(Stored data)

-- -- --

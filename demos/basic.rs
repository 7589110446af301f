use awsjson_http::{
    kinesis::{GetRecordsInput, KinesisService, ShardIteratorType},
    AwsClient,
};

#[tokio::main]
async fn main() -> anyhow::Result<()> {
    let stream_name = std::env::var("KINESIS_STREAM")?;

    let client = AwsClient::from_env()?;
    let kinesis = KinesisService::from_client(client)?;
    let stream = kinesis.stream(stream_name);

    stream.put_record("demo", b"Hello world!").await?;

    let description = stream.describe().await?;
    println!("{} is {}", description.stream_name, description.stream_status);

    for shard in &description.shards {
        let iterator = stream
            .shard(shard.shard_id.as_str())
            .get_shard_iterator(ShardIteratorType::TrimHorizon, None)
            .await?;

        let output = stream
            .get_records(&GetRecordsInput::new(iterator).with_limit(10))
            .await?;
        for record in output.records {
            let data = record.decode_data()?;
            println!(
                "{} {}: {}",
                shard.shard_id,
                record.sequence_number,
                String::from_utf8_lossy(&data)
            );
        }
    }

    Ok(())
}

-- -- --

AIM OF THE EXERCISE. Write out a verbatim copy of the data, beginning with its first line and ending with the line that contains "let output = stream".

ANSWER TO THIS EXERCISE.
filename demos/basic.rs
repository 7589110446af301f
use awsjson_http::{
    kinesis::{GetRecordsInput, KinesisService, ShardIteratorType},
    AwsClient,
};

#[tokio::main]
async fn main() -> anyhow::Result<()> {
    let stream_name = std::env::var("KINESIS_STREAM")?;

    let client = AwsClient::from_env()?;
    let kinesis = KinesisService::from_client(client)?;
    let stream = kinesis.stream(stream_name);

    stream.put_record("demo", b"Hello world!").await?;

    let description = stream.describe().await?;
    println!("{} is {}", description.stream_name, description.stream_status);

    for shard in &description.shards {
        let iterator = stream
            .shard(shard.shard_id.as_str())
            .get_shard_iterator(ShardIteratorType::TrimHorizon, None)
            .await?;

        let output = stream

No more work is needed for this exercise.